** Input records follows **
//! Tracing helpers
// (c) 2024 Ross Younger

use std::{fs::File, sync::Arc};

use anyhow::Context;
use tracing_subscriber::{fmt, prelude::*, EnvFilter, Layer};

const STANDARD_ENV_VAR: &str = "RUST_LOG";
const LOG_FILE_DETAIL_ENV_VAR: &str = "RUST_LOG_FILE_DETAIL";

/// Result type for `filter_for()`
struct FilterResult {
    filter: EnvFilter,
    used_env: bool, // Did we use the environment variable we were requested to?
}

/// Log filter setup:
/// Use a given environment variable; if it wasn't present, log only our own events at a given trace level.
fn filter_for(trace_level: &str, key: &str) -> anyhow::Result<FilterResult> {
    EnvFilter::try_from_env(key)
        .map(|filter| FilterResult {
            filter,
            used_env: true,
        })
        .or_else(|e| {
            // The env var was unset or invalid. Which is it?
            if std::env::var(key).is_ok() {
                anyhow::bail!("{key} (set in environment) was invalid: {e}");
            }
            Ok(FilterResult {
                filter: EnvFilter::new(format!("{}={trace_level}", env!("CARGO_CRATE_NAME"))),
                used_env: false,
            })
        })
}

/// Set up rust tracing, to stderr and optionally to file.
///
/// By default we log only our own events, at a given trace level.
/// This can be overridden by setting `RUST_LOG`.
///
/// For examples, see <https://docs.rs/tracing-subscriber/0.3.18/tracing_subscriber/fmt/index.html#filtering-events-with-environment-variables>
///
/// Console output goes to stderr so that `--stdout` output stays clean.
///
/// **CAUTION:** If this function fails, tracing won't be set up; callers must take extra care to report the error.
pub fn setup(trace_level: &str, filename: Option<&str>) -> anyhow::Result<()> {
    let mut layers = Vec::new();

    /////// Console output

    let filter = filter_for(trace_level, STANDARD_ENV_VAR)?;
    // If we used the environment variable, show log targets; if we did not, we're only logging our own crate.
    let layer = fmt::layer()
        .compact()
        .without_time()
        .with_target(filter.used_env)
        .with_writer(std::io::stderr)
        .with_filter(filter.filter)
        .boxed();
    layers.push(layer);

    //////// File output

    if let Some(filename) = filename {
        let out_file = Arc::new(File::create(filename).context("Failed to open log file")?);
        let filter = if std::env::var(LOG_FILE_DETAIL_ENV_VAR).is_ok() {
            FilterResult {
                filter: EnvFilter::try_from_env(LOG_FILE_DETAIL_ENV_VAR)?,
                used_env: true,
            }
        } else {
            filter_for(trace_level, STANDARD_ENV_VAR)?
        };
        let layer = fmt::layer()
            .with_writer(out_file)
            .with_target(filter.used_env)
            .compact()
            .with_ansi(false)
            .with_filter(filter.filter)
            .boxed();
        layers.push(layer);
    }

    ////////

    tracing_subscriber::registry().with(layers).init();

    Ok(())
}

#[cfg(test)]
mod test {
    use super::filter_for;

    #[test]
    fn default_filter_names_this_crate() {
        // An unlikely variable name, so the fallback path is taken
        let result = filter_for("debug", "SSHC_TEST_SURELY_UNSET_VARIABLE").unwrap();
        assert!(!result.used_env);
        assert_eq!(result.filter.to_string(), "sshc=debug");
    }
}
** End of Input records **
▶ [Work to complete]:
Every line above should be printed again exactly as it stands.

▶ [Solution below]:
//! Tracing helpers
// (c) 2024 Ross Younger

use std::{fs::File, sync::Arc};

use anyhow::Context;
use tracing_subscriber::{fmt, prelude::*, EnvFilter, Layer};

const STANDARD_ENV_VAR: &str = "RUST_LOG";
const LOG_FILE_DETAIL_ENV_VAR: &str = "RUST_LOG_FILE_DETAIL";

/// Result type for `filter_for()`
struct FilterResult {
    filter: EnvFilter,
    used_env: bool, // Did we use the environment variable we were requested to?
}

/// Log filter setup:
/// Use a given environment variable; if it wasn't present, log only our own events at a given trace level.
fn filter_for(trace_level: &str, key: &str) -> anyhow::Result<FilterResult> {
    EnvFilter::try_from_env(key)
        .map(|filter| FilterResult {
            filter,
            used_env: true,
        })
        .or_else(|e| {
            // The env var was unset or invalid. Which is it?
            if std::env::var(key).is_ok() {
                anyhow::bail!("{key} (set in environment) was invalid: {e}");
            }
            Ok(FilterResult {
                filter: EnvFilter::new(format!("{}={trace_level}", env!("CARGO_CRATE_NAME"))),
                used_env: false,
            })
        })
}

/// Set up rust tracing, to stderr and optionally to file.
///
/// By default we log only our own events, at a given trace level.
/// This can be overridden by setting `RUST_LOG`.
///
/// For examples, see <https://docs.rs/tracing-subscriber/0.3.18/tracing_subscriber/fmt/index.html#filtering-events-with-environment-variables>
///
/// Console output goes to stderr so that `--stdout` output stays clean.
///
/// **CAUTION:** If this function fails, tracing won't be set up; callers must take extra care to report the error.
pub fn setup(trace_level: &str, filename: Option<&str>) -> anyhow::Result<()> {
    let mut layers = Vec::new();

    /////// Console output

    let filter = filter_for(trace_level, STANDARD_ENV_VAR)?;
    // If we used the environment variable, show log targets; if we did not, we're only logging our own crate.
    let layer = fmt::layer()
        .compact()
        .without_time()
        .with_target(filter.used_env)
        .with_writer(std::io::stderr)
        .with_filter(filter.filter)
        .boxed();
    layers.push(layer);

    //////// File output

    if let Some(filename) = filename {
        let out_file = Arc::new(File::create(filename).context("Failed to open log file")?);
        let filter = if std::env::var(LOG_FILE_DETAIL_ENV_VAR).is_ok() {
            FilterResult {
                filter: EnvFilter::try_from_env(LOG_FILE_DETAIL_ENV_VAR)?,
                used_env: true,
            }
        } else {
            filter_for(trace_level, STANDARD_ENV_VAR)?
        };
        let layer = fmt::layer()
            .with_writer(out_file)
            .with_target(filter.used_env)
            .compact()
            .with_ansi(false)
            .with_filter(filter.filter)
            .boxed();
        layers.push(layer);
    }

    ////////

    tracing_subscriber::registry().with(layers).init();

    Ok(())
}

#[cfg(test)]
mod test {
    use super::filter_for;

    #[test]
    fn default_filter_names_this_crate() {
        // An unlikely variable name, so the fallback path is taken
        let result = filter_for("debug", "SSHC_TEST_SURELY_UNSET_VARIABLE").unwrap();
        assert!(!result.used_env);
        assert_eq!(result.filter.to_string(), "sshc=debug");
    }
}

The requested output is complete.